• [Extracted data entries]:
────────────────────
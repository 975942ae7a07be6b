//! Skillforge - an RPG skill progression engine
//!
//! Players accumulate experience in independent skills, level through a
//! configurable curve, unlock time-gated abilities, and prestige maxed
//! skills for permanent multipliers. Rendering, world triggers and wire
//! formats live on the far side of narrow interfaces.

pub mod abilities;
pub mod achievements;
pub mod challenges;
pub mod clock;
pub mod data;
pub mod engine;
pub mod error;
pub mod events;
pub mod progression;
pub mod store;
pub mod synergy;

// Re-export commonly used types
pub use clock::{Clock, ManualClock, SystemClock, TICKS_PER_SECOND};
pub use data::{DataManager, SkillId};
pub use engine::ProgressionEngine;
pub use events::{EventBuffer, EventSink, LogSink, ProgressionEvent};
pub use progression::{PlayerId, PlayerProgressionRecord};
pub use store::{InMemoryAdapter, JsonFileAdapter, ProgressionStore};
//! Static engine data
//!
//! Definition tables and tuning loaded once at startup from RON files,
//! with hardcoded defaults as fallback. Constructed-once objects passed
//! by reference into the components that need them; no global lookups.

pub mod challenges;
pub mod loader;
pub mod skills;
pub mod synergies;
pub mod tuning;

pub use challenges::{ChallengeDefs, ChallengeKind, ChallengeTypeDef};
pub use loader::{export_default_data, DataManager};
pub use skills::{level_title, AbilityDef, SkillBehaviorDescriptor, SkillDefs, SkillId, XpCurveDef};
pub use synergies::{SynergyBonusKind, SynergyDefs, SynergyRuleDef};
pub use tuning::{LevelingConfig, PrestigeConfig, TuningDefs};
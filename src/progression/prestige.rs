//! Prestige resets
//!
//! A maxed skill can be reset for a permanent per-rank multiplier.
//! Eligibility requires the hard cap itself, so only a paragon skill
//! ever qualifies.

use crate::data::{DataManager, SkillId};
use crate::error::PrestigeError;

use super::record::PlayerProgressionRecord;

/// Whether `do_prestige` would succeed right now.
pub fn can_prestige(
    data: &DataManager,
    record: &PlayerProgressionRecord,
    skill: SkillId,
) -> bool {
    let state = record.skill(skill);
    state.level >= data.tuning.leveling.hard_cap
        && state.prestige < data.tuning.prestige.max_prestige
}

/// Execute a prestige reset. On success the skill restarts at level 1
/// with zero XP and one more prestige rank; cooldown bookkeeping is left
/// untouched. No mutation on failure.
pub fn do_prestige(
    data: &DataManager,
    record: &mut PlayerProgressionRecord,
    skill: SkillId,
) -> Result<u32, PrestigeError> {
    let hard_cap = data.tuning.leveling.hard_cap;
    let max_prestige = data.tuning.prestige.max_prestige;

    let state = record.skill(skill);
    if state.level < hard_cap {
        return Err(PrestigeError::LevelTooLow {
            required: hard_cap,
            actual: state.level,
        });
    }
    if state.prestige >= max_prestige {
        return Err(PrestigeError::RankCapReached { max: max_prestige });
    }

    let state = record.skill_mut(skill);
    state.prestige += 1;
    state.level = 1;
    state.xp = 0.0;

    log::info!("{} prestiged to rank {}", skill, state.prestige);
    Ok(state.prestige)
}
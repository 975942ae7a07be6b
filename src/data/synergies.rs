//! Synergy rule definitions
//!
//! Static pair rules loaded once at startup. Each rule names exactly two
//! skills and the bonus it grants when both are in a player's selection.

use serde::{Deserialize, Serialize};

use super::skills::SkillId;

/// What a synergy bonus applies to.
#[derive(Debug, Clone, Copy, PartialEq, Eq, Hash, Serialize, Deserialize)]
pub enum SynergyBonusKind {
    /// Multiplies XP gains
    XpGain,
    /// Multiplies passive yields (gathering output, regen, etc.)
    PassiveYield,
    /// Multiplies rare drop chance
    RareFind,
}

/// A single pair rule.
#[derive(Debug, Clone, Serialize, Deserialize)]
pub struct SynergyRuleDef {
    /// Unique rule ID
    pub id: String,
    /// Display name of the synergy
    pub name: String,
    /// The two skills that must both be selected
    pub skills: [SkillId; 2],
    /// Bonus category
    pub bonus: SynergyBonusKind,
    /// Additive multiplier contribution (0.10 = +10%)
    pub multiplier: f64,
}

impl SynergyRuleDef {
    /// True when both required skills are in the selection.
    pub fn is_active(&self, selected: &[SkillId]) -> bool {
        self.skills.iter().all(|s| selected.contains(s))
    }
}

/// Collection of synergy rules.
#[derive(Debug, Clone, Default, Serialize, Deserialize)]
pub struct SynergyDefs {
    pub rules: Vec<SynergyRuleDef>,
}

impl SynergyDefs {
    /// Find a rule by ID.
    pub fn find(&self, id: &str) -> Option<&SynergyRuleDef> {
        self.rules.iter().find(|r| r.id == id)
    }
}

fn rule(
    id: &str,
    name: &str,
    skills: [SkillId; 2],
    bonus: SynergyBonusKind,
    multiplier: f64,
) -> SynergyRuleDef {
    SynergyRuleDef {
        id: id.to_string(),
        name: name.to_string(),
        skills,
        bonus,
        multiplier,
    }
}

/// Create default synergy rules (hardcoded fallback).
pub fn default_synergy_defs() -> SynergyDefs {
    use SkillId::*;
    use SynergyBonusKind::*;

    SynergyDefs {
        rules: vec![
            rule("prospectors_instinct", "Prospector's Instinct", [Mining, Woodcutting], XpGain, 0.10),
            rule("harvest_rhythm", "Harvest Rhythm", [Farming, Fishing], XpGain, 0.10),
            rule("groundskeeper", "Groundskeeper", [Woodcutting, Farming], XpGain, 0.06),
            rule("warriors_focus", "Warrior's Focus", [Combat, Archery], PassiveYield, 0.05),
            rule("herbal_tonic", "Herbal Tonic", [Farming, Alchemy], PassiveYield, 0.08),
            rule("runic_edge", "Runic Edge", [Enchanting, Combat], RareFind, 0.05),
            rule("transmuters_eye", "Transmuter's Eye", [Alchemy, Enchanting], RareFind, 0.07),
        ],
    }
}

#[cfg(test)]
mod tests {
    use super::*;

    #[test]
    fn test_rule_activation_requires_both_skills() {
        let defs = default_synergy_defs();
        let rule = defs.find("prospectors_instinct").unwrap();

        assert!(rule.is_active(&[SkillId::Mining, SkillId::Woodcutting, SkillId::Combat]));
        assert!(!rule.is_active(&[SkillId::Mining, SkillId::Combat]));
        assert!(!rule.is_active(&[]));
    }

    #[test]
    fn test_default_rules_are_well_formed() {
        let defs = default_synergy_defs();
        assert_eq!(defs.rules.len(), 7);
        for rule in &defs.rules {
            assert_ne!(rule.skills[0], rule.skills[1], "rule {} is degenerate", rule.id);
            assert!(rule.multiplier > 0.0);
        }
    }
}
────────────────────
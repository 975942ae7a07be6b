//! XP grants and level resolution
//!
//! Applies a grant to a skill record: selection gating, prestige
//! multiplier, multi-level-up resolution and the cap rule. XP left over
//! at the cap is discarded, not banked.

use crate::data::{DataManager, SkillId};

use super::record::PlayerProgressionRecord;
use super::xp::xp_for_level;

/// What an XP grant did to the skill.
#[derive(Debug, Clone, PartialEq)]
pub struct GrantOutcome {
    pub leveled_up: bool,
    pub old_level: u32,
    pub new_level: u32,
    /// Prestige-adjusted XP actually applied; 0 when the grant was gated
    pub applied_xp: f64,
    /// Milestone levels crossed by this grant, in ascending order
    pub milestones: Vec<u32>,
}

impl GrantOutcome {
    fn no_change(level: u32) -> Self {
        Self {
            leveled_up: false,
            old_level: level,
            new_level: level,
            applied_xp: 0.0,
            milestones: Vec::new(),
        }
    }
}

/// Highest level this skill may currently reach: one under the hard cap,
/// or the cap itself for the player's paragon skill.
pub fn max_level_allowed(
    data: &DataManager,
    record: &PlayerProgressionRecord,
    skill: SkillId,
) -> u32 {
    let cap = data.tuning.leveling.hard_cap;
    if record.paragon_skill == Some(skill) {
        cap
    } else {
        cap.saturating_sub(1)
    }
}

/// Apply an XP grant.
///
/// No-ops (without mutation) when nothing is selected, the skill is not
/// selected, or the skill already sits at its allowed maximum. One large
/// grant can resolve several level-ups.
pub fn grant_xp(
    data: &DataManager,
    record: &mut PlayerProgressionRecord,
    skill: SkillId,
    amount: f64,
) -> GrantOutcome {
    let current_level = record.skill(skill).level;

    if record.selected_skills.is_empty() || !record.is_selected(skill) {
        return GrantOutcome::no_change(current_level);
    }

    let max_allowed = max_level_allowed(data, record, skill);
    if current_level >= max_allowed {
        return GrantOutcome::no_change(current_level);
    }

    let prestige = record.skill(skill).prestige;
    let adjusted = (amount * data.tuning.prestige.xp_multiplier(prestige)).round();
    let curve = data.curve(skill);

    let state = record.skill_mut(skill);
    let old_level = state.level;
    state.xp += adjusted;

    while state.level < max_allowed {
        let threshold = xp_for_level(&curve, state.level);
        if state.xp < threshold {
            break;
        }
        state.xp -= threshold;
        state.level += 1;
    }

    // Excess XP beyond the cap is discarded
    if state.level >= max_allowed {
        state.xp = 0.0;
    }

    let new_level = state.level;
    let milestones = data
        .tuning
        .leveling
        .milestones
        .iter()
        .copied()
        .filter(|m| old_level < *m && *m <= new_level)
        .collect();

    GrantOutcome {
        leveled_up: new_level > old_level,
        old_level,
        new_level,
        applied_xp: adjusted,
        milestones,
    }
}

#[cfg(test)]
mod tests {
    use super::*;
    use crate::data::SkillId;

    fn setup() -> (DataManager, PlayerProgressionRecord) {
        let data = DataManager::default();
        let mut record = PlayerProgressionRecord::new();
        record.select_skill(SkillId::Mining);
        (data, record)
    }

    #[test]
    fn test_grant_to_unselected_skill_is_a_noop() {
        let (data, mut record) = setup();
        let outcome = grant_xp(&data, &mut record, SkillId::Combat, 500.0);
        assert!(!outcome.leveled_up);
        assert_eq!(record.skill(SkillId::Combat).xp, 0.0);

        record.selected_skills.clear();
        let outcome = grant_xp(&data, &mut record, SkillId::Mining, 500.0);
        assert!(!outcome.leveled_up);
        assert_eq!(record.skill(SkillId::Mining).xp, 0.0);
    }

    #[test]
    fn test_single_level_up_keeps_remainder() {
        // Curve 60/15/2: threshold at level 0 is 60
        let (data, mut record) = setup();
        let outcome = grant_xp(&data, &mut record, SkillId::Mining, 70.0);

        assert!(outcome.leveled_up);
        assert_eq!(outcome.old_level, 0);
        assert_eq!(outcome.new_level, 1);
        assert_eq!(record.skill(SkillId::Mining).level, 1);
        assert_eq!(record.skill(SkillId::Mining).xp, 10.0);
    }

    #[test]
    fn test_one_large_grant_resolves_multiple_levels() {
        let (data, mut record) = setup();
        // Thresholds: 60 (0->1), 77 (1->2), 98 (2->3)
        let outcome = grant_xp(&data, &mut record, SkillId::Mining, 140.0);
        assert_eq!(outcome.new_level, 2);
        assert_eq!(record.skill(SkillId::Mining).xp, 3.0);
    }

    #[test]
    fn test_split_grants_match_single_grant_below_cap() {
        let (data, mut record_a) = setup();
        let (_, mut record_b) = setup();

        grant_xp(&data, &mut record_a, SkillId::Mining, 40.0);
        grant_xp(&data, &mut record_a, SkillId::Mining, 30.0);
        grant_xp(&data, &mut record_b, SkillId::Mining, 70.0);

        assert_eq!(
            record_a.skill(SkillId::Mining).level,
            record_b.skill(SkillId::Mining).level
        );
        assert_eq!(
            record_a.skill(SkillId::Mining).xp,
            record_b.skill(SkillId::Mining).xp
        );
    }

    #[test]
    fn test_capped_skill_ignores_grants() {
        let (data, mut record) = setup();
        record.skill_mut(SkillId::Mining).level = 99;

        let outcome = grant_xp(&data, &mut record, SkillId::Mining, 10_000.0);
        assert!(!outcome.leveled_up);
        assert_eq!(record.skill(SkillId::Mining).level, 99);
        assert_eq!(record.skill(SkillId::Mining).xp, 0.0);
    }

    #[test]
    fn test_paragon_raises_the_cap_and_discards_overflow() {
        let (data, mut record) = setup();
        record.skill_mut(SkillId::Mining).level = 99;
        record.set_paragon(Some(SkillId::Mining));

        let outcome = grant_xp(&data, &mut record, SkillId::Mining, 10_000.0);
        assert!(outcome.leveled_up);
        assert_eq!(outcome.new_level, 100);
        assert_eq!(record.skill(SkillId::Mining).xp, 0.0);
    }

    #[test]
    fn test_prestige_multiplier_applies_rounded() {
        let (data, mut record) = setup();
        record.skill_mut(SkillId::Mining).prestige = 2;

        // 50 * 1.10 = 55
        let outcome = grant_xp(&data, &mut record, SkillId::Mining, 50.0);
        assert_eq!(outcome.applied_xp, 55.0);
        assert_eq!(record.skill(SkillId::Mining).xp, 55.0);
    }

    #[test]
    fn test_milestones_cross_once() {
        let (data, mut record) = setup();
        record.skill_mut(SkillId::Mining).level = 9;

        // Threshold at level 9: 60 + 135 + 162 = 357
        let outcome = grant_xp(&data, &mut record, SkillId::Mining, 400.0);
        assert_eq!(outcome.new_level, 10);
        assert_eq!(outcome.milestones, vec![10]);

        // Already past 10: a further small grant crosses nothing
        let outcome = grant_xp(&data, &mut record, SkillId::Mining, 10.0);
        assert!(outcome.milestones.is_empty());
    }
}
────────────────────
• [About this task]: The lines holding the word "crate" are the answer. Find them in the entries and copy them.

• [Task solution]:
use crate::data::{DataManager, SkillId};
use crate::error::PrestigeError;
use crate::data::{DataManager, SkillId};
    use crate::data::SkillId;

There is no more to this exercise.